The prediction diagrams form a category:
The objects are dynamical systems, and I am thinking of an agents as a special kind of dynamical system. The morphisms are choices of read-eval-print loops in the sense of my repl post. It is interesting that this representation allows a single agent to have multiple different ways of interacting with the world. A morphism from A to B semantically means that agent B predicts agent A, or that agent A uses agent B.
Also, if we allow the distinct domains and co-domain in the transition function, then the abstraction diagram category is called the arrow category. And the prediction diagram category is called the twisted arrow category.
A two-sided conversation would correspond to a pair of morphism back and forth between two objects in the twisted arrow category. But having such a pair of morphisms is a very strong condition. So going forward we may want to formalize two agents as communicating in some shared part of their ontologies. I have some thoughts in this direction thanks to @davidad.
A very incomplete list of thanks:
[Erik] uses the abstraction diagram from the machine's state into S, which I am thinking of a general human interpretation language. He also is trying to discover TS jointly with F, if I understand correctly.
Yep, I want to jointly find both maps. I don't necessarily think of S as a human-interpretable format---that's one potential direction, but I'm also very interested in applications for non-interpretable S, e.g. to mechanistic anomaly detection.

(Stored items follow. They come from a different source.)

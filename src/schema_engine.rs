//! Adapter around the `jsonschema` evaluator
//!
//! Schemas are looked up in the offline [`SchemaStore`] first and fetched
//! otherwise. Each schema is compiled once per run; compilation and
//! evaluation are CPU-bound and run on the blocking pool.

use std::path::Path;
use std::sync::Arc;

use jsonschema::{Retrieve, Uri, Validator};
use serde_json::{Value, json};
use tokio::runtime::Handle;
use url::Url;

use crate::cache::CompiledSchemaCache;
use crate::document::is_network_location;
use crate::error::{Result, ValidationError};
use crate::fetcher::Fetcher;
use crate::schema_store::SchemaStore;

/// How a schema is altered before compilation
#[derive(Debug, Clone, Copy, PartialEq, Eq)]
pub enum SchemaPatch {
    /// Compile the schema exactly as published
    AsPublished,
    /// Replace `allOf` with `[{}]`, as needed for legacy 0.7.0 item schemas
    IgnoreAllOf,
}

impl SchemaPatch {
    fn cache_key(&self, address: &str) -> String {
        match self {
            SchemaPatch::AsPublished => address.to_string(),
            SchemaPatch::IgnoreAllOf => format!("{}#ignore-allOf", address),
        }
    }

    fn apply(&self, schema: &Value) -> Value {
        let mut schema = schema.clone();
        if let (SchemaPatch::IgnoreAllOf, Some(object)) = (self, schema.as_object_mut()) {
            object.insert("allOf".to_string(), json!([{}]));
        }
        schema
    }
}

pub struct SchemaEngine {
    store: Arc<SchemaStore>,
    fetcher: Arc<Fetcher>,
    compiled: CompiledSchemaCache,
}

impl SchemaEngine {
    pub fn new(store: Arc<SchemaStore>, fetcher: Arc<Fetcher>, max_compiled: u64) -> Self {
        Self {
            store,
            fetcher,
            compiled: CompiledSchemaCache::new(max_compiled),
        }
    }

    /// Raw schema document at `address`
    pub async fn load_schema(&self, address: &str) -> Result<Arc<Value>> {
        if let Some(schema) = self.store.get(address) {
            tracing::debug!(schema = %address, "Schema served from bundle");
            return Ok(schema);
        }
        self.fetcher.fetch(address).await
    }

    /// Compiled validator for `address`, built on first use
    pub async fn compiled(&self, address: &str, patch: SchemaPatch) -> Result<Arc<Validator>> {
        let key = patch.cache_key(address);
        self.compiled
            .get_or_compile(key, self.compile(address, patch))
            .await
    }

    async fn compile(&self, address: &str, patch: SchemaPatch) -> Result<Arc<Validator>> {
        let schema = patch.apply(&*self.load_schema(address).await?);
        let retriever = BundleRetriever {
            store: Arc::clone(&self.store),
            fetcher: Arc::clone(&self.fetcher),
            runtime: Handle::current(),
        };
        let base_uri = base_uri(address);
        let url = address.to_string();

        tracing::debug!(schema = %address, ?patch, "Compiling schema");
        tokio::task::spawn_blocking(move || {
            let mut options = jsonschema::options().with_retriever(retriever);
            if let Some(base_uri) = base_uri {
                options = options.with_base_uri(base_uri);
            }
            options
                .build(&schema)
                .map(Arc::new)
                .map_err(|e| ValidationError::InvalidSchema {
                    url,
                    details: e.to_string(),
                })
        })
        .await
        .map_err(|e| ValidationError::Concurrency {
            details: format!("Schema compilation task failed: {}", e),
        })?
    }

    /// Validate `document` against the schema at `address`
    pub async fn validate(&self, document: Arc<Value>, address: &str) -> Result<()> {
        self.validate_with(document, address, SchemaPatch::AsPublished)
            .await
    }

    /// Validate against the schema at `address` with its `allOf` neutralized
    pub async fn validate_patched(&self, document: Arc<Value>, address: &str) -> Result<()> {
        self.validate_with(document, address, SchemaPatch::IgnoreAllOf)
            .await
    }

    async fn validate_with(
        &self,
        document: Arc<Value>,
        address: &str,
        patch: SchemaPatch,
    ) -> Result<()> {
        let validator = self.compiled(address, patch).await?;

        tokio::task::spawn_blocking(move || {
            validator
                .validate(&document)
                .map_err(|error| ValidationError::SchemaValidation {
                    path: pointer_segments(&error.instance_path().to_string()),
                    message: error.to_string(),
                })
        })
        .await
        .map_err(|e| ValidationError::Concurrency {
            details: format!("Validation task failed: {}", e),
        })?
    }

    pub async fn compiled_count(&self) -> u64 {
        self.compiled.entry_count().await
    }
}

/// Resolves remote `$ref`s from the bundle, falling back to the fetcher.
///
/// `jsonschema` calls this synchronously from the blocking pool, so the async
/// fetch is driven with the runtime handle captured at construction.
struct BundleRetriever {
    store: Arc<SchemaStore>,
    fetcher: Arc<Fetcher>,
    runtime: Handle,
}

impl Retrieve for BundleRetriever {
    fn retrieve(
        &self,
        uri: &Uri<String>,
    ) -> std::result::Result<Value, Box<dyn std::error::Error + Send + Sync>> {
        let address = uri.as_str();
        if let Some(schema) = self.store.get(address) {
            return Ok((*schema).clone());
        }

        tracing::debug!(schema = %address, "Retrieving referenced schema");
        let schema = self.runtime.block_on(self.fetcher.fetch(address))?;
        Ok((*schema).clone())
    }
}

/// Base URI used to resolve relative `$ref`s of a schema loaded from `address`
fn base_uri(address: &str) -> Option<String> {
    if is_network_location(address) || address.starts_with("file:") {
        return Some(address.to_string());
    }

    let absolute = std::path::absolute(Path::new(address)).ok()?;
    Url::from_file_path(absolute).ok().map(String::from)
}

/// Split a JSON pointer into its unescaped reference tokens
fn pointer_segments(pointer: &str) -> Vec<String> {
    pointer
        .split('/')
        .skip(1)
        .map(|token| token.replace("~1", "/").replace("~0", "~"))
        .collect()
}
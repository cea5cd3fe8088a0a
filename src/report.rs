use std::sync::{Arc, Mutex};
use std::time::Duration;

use chrono::{DateTime, Utc};
use serde::{Deserialize, Serialize};
use uuid::Uuid;

use crate::document::AssetType;
use crate::error::ValidationError;
use crate::fetcher::FetchStats;
use crate::stac_validator::ValidationOutcome;

/// Which kind of validation produced a record
#[derive(Debug, Clone, Copy, PartialEq, Eq, Serialize, Deserialize)]
#[serde(rename_all = "lowercase")]
pub enum ValidationMethod {
    Core,
    Extensions,
    Default,
    Recursive,
    Custom,
}

/// Outcome for one validated document, serialized with the public record keys
#[derive(Debug, Clone, PartialEq, Serialize, Deserialize)]
pub struct ValidationRecord {
    pub version: String,
    pub path: String,
    pub schema: Vec<String>,
    pub valid_stac: bool,
    #[serde(skip_serializing_if = "Option::is_none", default)]
    pub asset_type: Option<AssetType>,
    pub validation_method: ValidationMethod,
    #[serde(skip_serializing_if = "Option::is_none", default)]
    pub error_type: Option<String>,
    #[serde(skip_serializing_if = "Option::is_none", default)]
    pub error_message: Option<String>,
}

impl ValidationRecord {
    /// Record for a document that was loaded, classified and checked
    pub fn from_outcome(
        path: impl Into<String>,
        version: impl Into<String>,
        asset_type: AssetType,
        method: ValidationMethod,
        outcome: ValidationOutcome,
    ) -> Self {
        let mut record = Self {
            version: version.into(),
            path: path.into(),
            schema: outcome.schemas,
            valid_stac: true,
            asset_type: Some(asset_type),
            validation_method: method,
            error_type: None,
            error_message: None,
        };
        if let Err(error) = outcome.result {
            record.set_error(&error);
        }
        record
    }

    /// Record for a document that failed before any schema was consulted
    pub fn failure(
        path: impl Into<String>,
        version: impl Into<String>,
        asset_type: Option<AssetType>,
        method: ValidationMethod,
        error: &ValidationError,
    ) -> Self {
        let mut record = Self {
            version: version.into(),
            path: path.into(),
            schema: Vec::new(),
            valid_stac: true,
            asset_type,
            validation_method: method,
            error_type: None,
            error_message: None,
        };
        record.set_error(error);
        record
    }

    fn set_error(&mut self, error: &ValidationError) {
        self.valid_stac = false;
        self.error_type = Some(error.error_type().to_string());
        self.error_message = Some(error.to_string());
    }
}

/// Append-only collection point shared by every branch of a traversal
#[derive(Debug, Clone, Default)]
pub struct ReportSink {
    records: Arc<Mutex<Vec<ValidationRecord>>>,
}

impl ReportSink {
    pub fn new() -> Self {
        Self::default()
    }

    pub fn push(&self, record: ValidationRecord) {
        // a poisoned lock still holds every record appended before the panic
        let mut records = self
            .records
            .lock()
            .unwrap_or_else(|poisoned| poisoned.into_inner());
        records.push(record);
    }

    pub fn len(&self) -> usize {
        self.snapshot().len()
    }

    pub fn is_empty(&self) -> bool {
        self.len() == 0
    }

    pub fn snapshot(&self) -> Vec<ValidationRecord> {
        self.records
            .lock()
            .unwrap_or_else(|poisoned| poisoned.into_inner())
            .clone()
    }
}

/// Aggregated results of one validation run
#[derive(Debug, Clone, Serialize, Deserialize)]
pub struct ValidationReport {
    /// Unique identifier of the run
    pub run_id: Uuid,
    /// When the report was produced
    pub generated_at: DateTime<Utc>,
    /// Overall verdict: at least one record, and every record valid
    pub valid: bool,
    /// Number of records
    pub total: usize,
    /// Number of valid records
    pub valid_count: usize,
    /// Number of invalid records
    pub invalid_count: usize,
    /// Items validated through `item` links
    pub items_validated: u64,
    /// Wall-clock duration of the run
    pub duration: Duration,
    /// Documents loaded vs. served from cache
    #[serde(skip)]
    pub fetch_stats: FetchStats,
    /// Individual document records, in completion order
    pub records: Vec<ValidationRecord>,
}

impl ValidationReport {
    /// Aggregate individual records into a summary
    pub fn aggregate(records: Vec<ValidationRecord>, duration: Duration) -> Self {
        let total = records.len();
        let valid_count = records.iter().filter(|r| r.valid_stac).count();

        Self {
            run_id: Uuid::new_v4(),
            generated_at: Utc::now(),
            valid: total > 0 && valid_count == total,
            total,
            valid_count,
            invalid_count: total - valid_count,
            items_validated: 0,
            duration,
            fetch_stats: FetchStats::default(),
            records,
        }
    }

    pub fn with_items_validated(mut self, items_validated: u64) -> Self {
        self.items_validated = items_validated;
        self
    }

    pub fn with_fetch_stats(mut self, fetch_stats: FetchStats) -> Self {
        self.fetch_stats = fetch_stats;
        self
    }

    pub fn is_valid(&self) -> bool {
        self.valid
    }

    /// Get success rate as a percentage
    pub fn success_rate(&self) -> f64 {
        if self.total == 0 {
            0.0
        } else {
            (self.valid_count as f64 / self.total as f64) * 100.0
        }
    }

    /// Items per second over the whole run
    pub fn throughput(&self) -> f64 {
        let seconds = self.duration.as_secs_f64();
        if seconds > 0.0 {
            self.items_validated as f64 / seconds
        } else {
            0.0
        }
    }

    /// Records that failed, in order
    pub fn failures(&self) -> impl Iterator<Item = &ValidationRecord> {
        self.records.iter().filter(|r| !r.valid_stac)
    }
}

But then I can achieve zero loss by learning an F that maps a state in SM to the uniform probability distribution over SH. [...] So why don't we try a different method to prevent steganography -- reversing the directions of F and G (and keeping the probabilistic modification)
FWIW, the way I hope to deal with the issue of the trivial constant abstraction you mention here is to have some piece of information that we intrinsically care about, and then enforce that this information isn't thrown away by the abstraction. For example, perhaps you want the abstraction to at least correctly predict that the model gets low loss on a certain input distribution. There's probably a difference in philosophy at work here: I want the abstraction to be as small as possible while still being useful, whereas you seem to aim at translating to or from the entire human ontology, so throwing away information is undesirable.